The grant, plainly. On November 29, 2022, Adverum Biotechnologies was issued US11510950B2, covering variant AAV capsids for intravitreal delivery. The CPC tags — C07K 14/005 (viral capsid proteins), A61K 9/0048 (ophthalmic delivery), C12N 7/00 and C12N 15/86 (viral vectors) — describe capsids engineered for delivery into the eye by injection.
Why a financing desk reads delivery IP: gene-therapy companies burn cash for years developing a delivery vehicle before any product revenue, and a route-specialized capsid — here, intravitreal — is a differentiated platform asset that can support a broad pipeline. When such a company raises, the capsid IP is what the new capital is funding toward.

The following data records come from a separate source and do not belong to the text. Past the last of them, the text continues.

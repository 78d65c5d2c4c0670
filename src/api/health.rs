use actix_web::{HttpResponse, Responder, get, web};
use serde::Serialize;
use sqlx::{Pool, Postgres};
use tracing::error;

#[derive(Serialize)]
struct HealthResponse {
    status: String,
    database: String,
    #[serde(skip_serializing_if = "Option::is_none")]
    error: Option<String>,
}

impl HealthResponse {
    fn ok(status: &str, database: &str) -> HttpResponse {
        HttpResponse::Ok().json(HealthResponse {
            status: status.to_string(),
            database: database.to_string(),
            error: None,
        })
    }

    fn unavailable(status: &str, err: &sqlx::Error) -> HttpResponse {
        HttpResponse::ServiceUnavailable().json(HealthResponse {
            status: status.to_string(),
            database: "disconnected".to_string(),
            error: Some(format!("Database error: {}", err)),
        })
    }
}

async fn db_ping(pool: &Pool<Postgres>) -> Result<(), sqlx::Error> {
    sqlx::query("SELECT 1").fetch_one(pool).await.map(|_| ())
}

/// General health check including database connectivity.
/// Use for load balancers and uptime monitors.
#[get("/health")]
async fn health_check(pool: web::Data<Pool<Postgres>>) -> impl Responder {
    match db_ping(pool.get_ref()).await {
        Ok(()) => HealthResponse::ok("healthy", "connected"),
        Err(e) => {
            error!("Health check failed: {:?}", e);
            HealthResponse::unavailable("unhealthy", &e)
        }
    }
}

/// Readiness probe: is the service ready to accept traffic.
/// Returns 503 while the database is unavailable; recovers when it returns.
#[get("/ready")]
async fn readiness_check(pool: web::Data<Pool<Postgres>>) -> impl Responder {
    match db_ping(pool.get_ref()).await {
        Ok(()) => HealthResponse::ok("ready", "connected"),
        Err(e) => {
            error!("Readiness check failed: database unavailable: {:?}", e);
            HealthResponse::unavailable("not_ready", &e)
        }
    }
}

/// Liveness probe: process is alive, no dependency checks
#[get("/live")]
async fn liveness_check() -> impl Responder {
    HealthResponse::ok("alive", "not_checked")
}

pub fn health_config(config: &mut web::ServiceConfig) {
    config
        .service(health_check)
        .service(readiness_check)
        .service(liveness_check);
}

#[cfg(test)]
mod tests {
    use actix_web::{App, http::StatusCode, test};

    use super::*;

    #[actix_web::test]
    async fn liveness_probe_needs_no_dependencies() {
        let app = test::init_service(App::new().configure(health_config)).await;

        let req = test::TestRequest::get().uri("/live").to_request();
        let resp = test::call_service(&app, req).await;
        assert_eq!(resp.status(), StatusCode::OK);

        let body: serde_json::Value = test::read_body_json(resp).await;
        assert_eq!(body["status"], "alive");
        assert_eq!(body["database"], "not_checked");
    }
}
pub mod dto;
pub mod handlers;
pub mod models;
pub mod service;

// Re-export commonly used types
pub use models::NewJob;
pub use service::JobService;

The cautionary read: a strong delivery patent supports the equity story but does not extend the runway by itself. Cash divided by burn still sets the clock, and a single financing buys quarters, not years. The holder's question is whether the raise funds enough work to convert the capsid IP into clinical and commercial value before the next dilution.

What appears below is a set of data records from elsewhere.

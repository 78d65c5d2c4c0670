use sqlx::{Pool, Postgres};
use tracing::info;

use crate::api::job::models::JobStatus;
use crate::api::job::service::ServiceError;
use crate::api::job::{JobService, NewJob};

fn posting(
    title: &str,
    description: &str,
    company_name: &str,
    location: &str,
    salary: i32,
    status: JobStatus,
) -> NewJob {
    NewJob {
        title: title.to_string(),
        description: description.to_string(),
        company_name: company_name.to_string(),
        location: location.to_string(),
        salary,
        status: Some(status),
    }
}

/// Sample postings for local development, including one inactive listing
fn sample_jobs() -> Vec<NewJob> {
    vec![
        posting(
            "Full Stack Developer",
            "We are seeking a talented Full Stack Developer with expertise in Python/Django and React/Node.js to join our dynamic team.",
            "InnovateTech Solutions",
            "Nairobi, Kenya",
            180000,
            JobStatus::Active,
        ),
        posting(
            "Senior UI/UX Designer",
            "Join our creative team to craft intuitive and beautiful user interfaces for our next-gen products. Strong portfolio required.",
            "Creative Hub Africa",
            "Remote",
            120000,
            JobStatus::Active,
        ),
        posting(
            "Data Analyst Intern",
            "An exciting internship opportunity for aspiring data analysts. Learn from industry experts and work on real-world projects.",
            "Analytics Forward",
            "Meru, Kenya",
            30000,
            JobStatus::Active,
        ),
        posting(
            "Marketing Manager",
            "Lead our marketing strategies and campaigns to drive brand awareness and customer acquisition. Experience in digital marketing is a plus.",
            "Global Reach Marketing",
            "Kampala, Uganda",
            100000,
            JobStatus::Active,
        ),
        posting(
            "Customer Support Specialist",
            "Provide excellent customer service and technical support to our users. Strong communication skills are essential.",
            "UserCare Connect",
            "Kigali, Rwanda",
            50000,
            JobStatus::Active,
        ),
        posting(
            "Backend Developer (Inactive)",
            "This is an old listing for a backend developer role that is no longer active.",
            "Old Company Ltd.",
            "Mombasa, Kenya",
            100000,
            JobStatus::Inactive,
        ),
    ]
}

/// Replace the jobs table contents with the sample postings
pub async fn run(pool: Pool<Postgres>) -> Result<(), ServiceError> {
    let service = JobService::new(pool);

    info!("Deleting existing jobs...");
    let deleted = service.clear_jobs().await?;
    info!("{} existing jobs deleted", deleted);

    let created = service.bulk_create_jobs(&sample_jobs()).await?;
    info!("Successfully populated {} sample jobs", created);

    Ok(())
}

#[cfg(test)]
mod tests {
    use super::*;
    use validator::Validate;

    #[test]
    fn sample_data_passes_validation() {
        for job in sample_jobs() {
            assert!(job.validate().is_ok(), "invalid sample job: {}", job.title);
        }
    }

    #[test]
    fn sample_data_includes_one_inactive_listing() {
        let inactive = sample_jobs()
            .iter()
            .filter(|j| j.status == Some(JobStatus::Inactive))
            .count();
        assert_eq!(inactive, 1);
    }
}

What the grant does not show: the company's cash, burn, share count, or warrant overhang. Those live in the 10-Q and prospectus, not the patent. The grant establishes the delivery asset and its scope.
The takeaway: treat a route-specialized capsid grant as the platform collateral behind a gene-therapy raise, then run the dilution and runway math from the filings. Adverum's November 2022 intravitreal-AAV grant is a dated example of the delivery IP such a financing rests on.